-- ASSIGNED TASK --
Extract all lines from the data beneath that include the word "FnMut".
=====
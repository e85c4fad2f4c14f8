// ============================================================================
// SCANNER STATE - Carga del SDK, estado de sesión, captura y slot de mensaje
// ============================================================================

use crate::error::ScannerError;
use crate::models::{CaptureAttempt, InitStatus, LoadEvent, SdkLoadState};
use crate::state::{ChangeNotifier, ReactiveState};

/// Estado del scanner compartido por loader, sesión, captura y vistas
#[derive(Clone)]
pub struct ScannerState {
    load_state: ReactiveState<SdkLoadState>,
    init_status: ReactiveState<InitStatus>,
    capture: ReactiveState<CaptureAttempt>,
    // Un solo mensaje visible; el último gana
    message: ReactiveState<Option<String>>,
}

impl ScannerState {
    pub fn new(notifier: ChangeNotifier) -> Self {
        Self {
            load_state: ReactiveState::new(SdkLoadState::default(), notifier.clone()),
            init_status: ReactiveState::new(InitStatus::default(), notifier.clone()),
            capture: ReactiveState::new(CaptureAttempt::default(), notifier.clone()),
            message: ReactiveState::new(None, notifier),
        }
    }

    // -- Carga del SDK --

    pub fn load_state(&self) -> SdkLoadState {
        self.load_state.get()
    }

    /// Aplicar un evento de carga. Devuelve `false` si la transición no es válida.
    /// Un fallo de carga se publica en el slot de mensaje.
    pub fn apply_load_event(&self, event: LoadEvent) -> bool {
        let current = self.load_state();
        let Some(next) = current.on_event(&event) else {
            if current.is_terminal() {
                log::warn!("⚠️ [LOADER] Estado terminal {:?}, evento {:?} ignorado", current, event);
            } else {
                log::warn!("⚠️ [LOADER] Transición ignorada: {:?} + {:?}", current, event);
            }
            return false;
        };

        log::info!("🔄 [LOADER] {:?} -> {:?}", current, next);
        if let SdkLoadState::Failed(reason) = &next {
            self.report(&ScannerError::LoadFailure { reason: reason.clone() });
        }
        self.load_state.set(next);
        true
    }

    // -- Sesión --

    pub fn init_status(&self) -> InitStatus {
        self.init_status.get()
    }

    pub fn set_init_status(&self, status: InitStatus) {
        self.init_status.set(status);
    }

    pub fn is_ready(&self) -> bool {
        self.init_status.with(InitStatus::is_ready)
    }

    // -- Captura --

    pub fn capture_attempt(&self) -> CaptureAttempt {
        self.capture.get()
    }

    pub fn capture_in_progress(&self) -> bool {
        self.capture.with(|c| c.in_progress)
    }

    /// Marca la captura en curso y limpia el mensaje anterior
    pub fn begin_capture(&self) {
        self.capture.set(CaptureAttempt { in_progress: true, error: None });
        self.clear_message();
    }

    pub fn finish_capture(&self, error: Option<String>) {
        self.capture.set(CaptureAttempt { in_progress: false, error });
    }

    /// El botón de captura sólo está activo con SDK cargado, sesión lista y sin captura en curso
    pub fn can_capture(&self) -> bool {
        self.load_state.with(SdkLoadState::is_loaded) && self.is_ready() && !self.capture_in_progress()
    }

    // -- Mensaje --

    pub fn message(&self) -> Option<String> {
        self.message.get()
    }

    pub fn report(&self, error: &ScannerError) {
        if error.is_silent() {
            log::warn!("⚠️ [SCANNER] {}", error);
            return;
        }
        self.message.set(Some(error.to_string()));
    }

    /// Quita el mensaje sólo si todavía es el de `error` (p.ej. "espere" ya resuelto)
    pub fn dismiss(&self, error: &ScannerError) {
        let text = error.to_string();
        if self.message.with(|m| m.as_deref() == Some(text.as_str())) {
            self.message.set(None);
        }
    }

    pub fn clear_message(&self) {
        if self.message.with(Option::is_some) {
            self.message.set(None);
        }
    }
}
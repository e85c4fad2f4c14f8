// ============================================================================
// EVENT HANDLING
// ============================================================================
// Los closures de click no se olvidan con forget(): quedan en un registro
// por render. App::render vacía el DOM y luego llama a release_listeners(),
// así cada re-render suelta los closures del render anterior.
// ============================================================================

use std::cell::RefCell;
use wasm_bindgen::prelude::*;
use wasm_bindgen::closure::Closure;
use web_sys::{Element, MouseEvent};

/// Dueño de los listeners del render actual
pub struct ListenerRegistry<T> {
    items: RefCell<Vec<T>>,
}

impl<T> ListenerRegistry<T> {
    pub const fn new() -> Self {
        Self { items: RefCell::new(Vec::new()) }
    }

    pub fn keep(&self, listener: T) {
        self.items.borrow_mut().push(listener);
    }

    /// Suelta todos los listeners; devuelve cuántos había
    pub fn release(&self) -> usize {
        // Sacar el Vec antes de soltarlo: un Drop no debe ver el RefCell prestado
        let released = std::mem::take(&mut *self.items.borrow_mut());
        released.len()
    }
}

thread_local! {
    static CLICK_LISTENERS: ListenerRegistry<Closure<dyn FnMut(MouseEvent)>> = const { ListenerRegistry::new() };
}

/// Helper para crear click handler; el closure vive hasta el próximo `release_listeners()`
pub fn on_click<F>(element: &Element, handler: F) -> Result<(), JsValue>
where
    F: FnMut(MouseEvent) + 'static,
{
    let closure = Closure::wrap(Box::new(handler) as Box<dyn FnMut(MouseEvent)>);
    element.add_event_listener_with_callback(
        "click",
        closure.as_ref().unchecked_ref(),
    )?;
    CLICK_LISTENERS.with(|listeners| listeners.keep(closure));
    Ok(())
}

/// Llamar sólo después de quitar del DOM los elementos del render anterior
pub fn release_listeners() -> usize {
    CLICK_LISTENERS.with(ListenerRegistry::release)
}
=====
-- RESPONSE TO THIS EXERCISE --
    static CLICK_LISTENERS: ListenerRegistry<Closure<dyn FnMut(MouseEvent)>> = const { ListenerRegistry::new() };
    F: FnMut(MouseEvent) + 'static,
    let closure = Closure::wrap(Box::new(handler) as Box<dyn FnMut(MouseEvent)>);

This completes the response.